Lesson 6A. Virus Prtection Programs: How It Works.
Virus protection software was a good idea. It worked for a
while. Then it became a commercial product. Virex, SAM, etc. The best one out in the world
today is freeware: Disinfectant. A beautifully-written piece by John Norstad. I personally
am against commercially-written virus protection. However, I am not here to give praise to
independent software authors. I am here to tell you how some of their mechanisms work.
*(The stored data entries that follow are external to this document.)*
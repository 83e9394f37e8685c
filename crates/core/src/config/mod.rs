//! Configuration module for the ingestq system
//!
//! Configuration can be loaded from TOML files and/or environment variables.

mod defaults;
mod loading;

#[cfg(test)]
mod tests;

use crate::error::{Error, Result};
use serde::{Deserialize, Serialize};

use defaults::*;

/// Scheduler configuration
#[derive(Debug, Clone, Serialize, Deserialize)]
pub struct SchedulerConfig {
    /// Number of work items grouped into a single batch
    #[serde(default = "default_batch_size")]
    pub batch_size: usize,

    /// Fixed simulated setup delay applied once per batch, in milliseconds
    #[serde(default = "default_batch_setup_delay_ms")]
    pub batch_setup_delay_ms: u64,

    /// Simulated processing delay applied per work item, in milliseconds
    #[serde(default = "default_per_item_delay_ms")]
    pub per_item_delay_ms: u64,
}

impl Default for SchedulerConfig {
    fn default() -> Self {
        Self {
            batch_size: default_batch_size(),
            batch_setup_delay_ms: default_batch_setup_delay_ms(),
            per_item_delay_ms: default_per_item_delay_ms(),
        }
    }
}

/// REST server configuration
#[derive(Debug, Clone, Serialize, Deserialize)]
pub struct ServerConfig {
    /// Bind address
    #[serde(default = "default_host")]
    pub host: String,

    /// Bind port
    #[serde(default = "default_port")]
    pub port: u16,

    /// CORS allowed origins; empty disables CORS, "*" allows all
    #[serde(default)]
    pub allowed_origins: Vec<String>,
}

impl Default for ServerConfig {
    fn default() -> Self {
        Self {
            host: default_host(),
            port: default_port(),
            allowed_origins: Vec::new(),
        }
    }
}

/// Main configuration structure for the ingestq system
#[derive(Debug, Clone, Default, Serialize, Deserialize)]
pub struct Config {
    /// Scheduler configuration
    #[serde(default)]
    pub scheduler: SchedulerConfig,

    /// Server configuration
    #[serde(default)]
    pub server: ServerConfig,
}

impl Config {
    /// Validate configuration values that serde cannot check on its own
    pub fn validate(&self) -> Result<()> {
        if self.scheduler.batch_size == 0 {
            return Err(Error::config("batch_size must be at least 1".to_string()));
        }
        if self.server.host.is_empty() {
            return Err(Error::config("server host cannot be empty".to_string()));
        }
        Ok(())
    }
}
//! Configuration loading from files and environment variables

use crate::error::{Error, Result};
use config::{Config as ConfigLib, Environment, File};
use std::path::Path;

use super::Config;

impl Config {
    /// Loads configuration from a TOML file with environment variable overrides
    ///
    /// Environment variables are prefixed with `INGESTQ_` and use double
    /// underscores for nested values. For example:
    /// - `INGESTQ_SCHEDULER__BATCH_SIZE=5`
    /// - `INGESTQ_SERVER__PORT=8080`
    ///
    /// A missing file is not an error; defaults and environment variables
    /// still apply.
    pub fn from_file(path: &Path) -> Result<Self> {
        let mut builder = ConfigLib::builder();

        if path.exists() {
            builder = builder.add_source(File::from(path));
        }

        builder = builder.add_source(
            Environment::with_prefix("INGESTQ")
                .separator("__")
                .try_parsing(true),
        );

        let raw = builder
            .build()
            .map_err(|e| Error::config(format!("Failed to build configuration: {e}")))?;

        let config: Config = raw
            .try_deserialize()
            .map_err(|e| Error::config(format!("Failed to deserialize configuration: {e}")))?;

        config.validate()?;
        Ok(config)
    }

    /// Parses configuration from a TOML string (used by tests and tooling)
    pub fn from_toml_str(raw: &str) -> Result<Self> {
        let config: Config = toml::from_str(raw)
            .map_err(|e| Error::config(format!("Failed to parse TOML: {e}")))?;
        config.validate()?;
        Ok(config)
    }
}
//! Request and response models for the ingestion API

pub mod models;

pub use models::{IngestRequest, IngestResponse, StatusResponse};
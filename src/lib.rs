//! # Trivia Quiz Library
//!
//! This library provides the round engine for a chat trivia quiz. It handles
//! answer collection and ranking for single rounds, multi-round quiz
//! sessions with a shared scoreboard, a durable cross-session leaderboard,
//! and a chat driver that turns commands and private answers into engine
//! calls.

#![cfg_attr(all(coverage_nightly, test), feature(coverage_attribute))]
#![deny(missing_docs)]
#![deny(rustdoc::missing_crate_level_docs)]
#![warn(clippy::pedantic)]
#![allow(clippy::must_use_candidate)]
#![allow(clippy::missing_panics_doc)]
#![allow(clippy::cast_possible_truncation)]
#![allow(clippy::struct_field_names)]
#![allow(clippy::doc_markdown)]
use derive_where::derive_where;
use itertools::Itertools;
use serde::Serialize;
use thiserror::Error;

pub mod bot;
pub mod config;
pub mod constants;
pub mod leaderboard;
pub mod participant;
pub mod question;
pub mod quiz;
pub mod round;
pub mod scoreboard;
pub mod session;

/// Errors surfaced by the trivia engine and its driver
#[derive(Error, Debug)]
pub enum Error {
    /// A quiz operation was refused
    #[error(transparent)]
    Quiz(#[from] quiz::Error),
    /// Questions could not be loaded or drawn
    #[error(transparent)]
    Question(#[from] question::Error),
    /// The leaderboard could not be read or written
    #[error(transparent)]
    Persistence(#[from] leaderboard::Error),
    /// Settings could not be loaded
    #[error(transparent)]
    Config(#[from] config::Error),
    /// The chat transport failed to deliver a message
    #[error("chat transport failed: {0}")]
    Transport(String),
    /// A background task panicked or was cancelled
    #[error("background task failed: {0}")]
    Task(#[from] tokio::task::JoinError),
}

/// A list cut to a display limit that remembers how long it was
///
/// Used for leaderboard views that list the top few entries while still
/// reporting how many identities are ranked in total.
#[derive(Debug, Clone, Serialize)]
#[derive_where(Default)]
pub struct TruncatedVec<T> {
    exact_count: usize,
    items: Vec<T>,
}

impl<T> TruncatedVec<T> {
    /// Keeps the first `limit` items of `list`
    ///
    /// `exact_count` is the length of the full list, which may exceed
    /// `limit`.
    pub fn new<I: Iterator<Item = T>>(list: I, limit: usize, exact_count: usize) -> Self {
        let items = list.take(limit).collect_vec();
        Self { exact_count, items }
    }

    /// Length of the full list
    pub fn exact_count(&self) -> usize {
        self.exact_count
    }

    /// The kept items
    pub fn items(&self) -> &[T] {
        &self.items
    }
}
Patching toolbox traps is a popular method of modifying the system's own code. Before it
calls the real thing, it calls the patch (your code). Virus detectors use this method to
keep an eye out for parameters passed through certain toolbox calls to check to see if
they are virus-related.
One popular patch is AddResource. If a virus detector sees that the type of resource that
is being added is of type 'nVir', then it'll catch you. If it sees 'WDEF' with ID=0 and
the open resource file is the desktop, then it'll catch you. Since AddResource is a very
dependent call used for replications, it's almost certain to work every time. Other
less-popular but more efficient patches are those at the base level of the operating
system, not even documented by Apple. Traps such as _vBasicIO, _VInstall, _NewHandle,
_vMRdAddr, and even _ADBReInit get trapped by the Disinfectant extension. Because these
are very basic calls (used by nearly anything that does input and output, in the case of
_vBasicIO), it can catch nearly anything coming toward it. It's nearly foolproof. After
knowing what type of virus it is, the software can delete the virus quickly and easily.
Good applications also use their own version of virus protection. At the startup of their
application, the number of resources in the file is counted, and the more important
executable resources in the file are checked for their size. This way, if an application
has had a resource added, it will be able to alert the user and stop execution.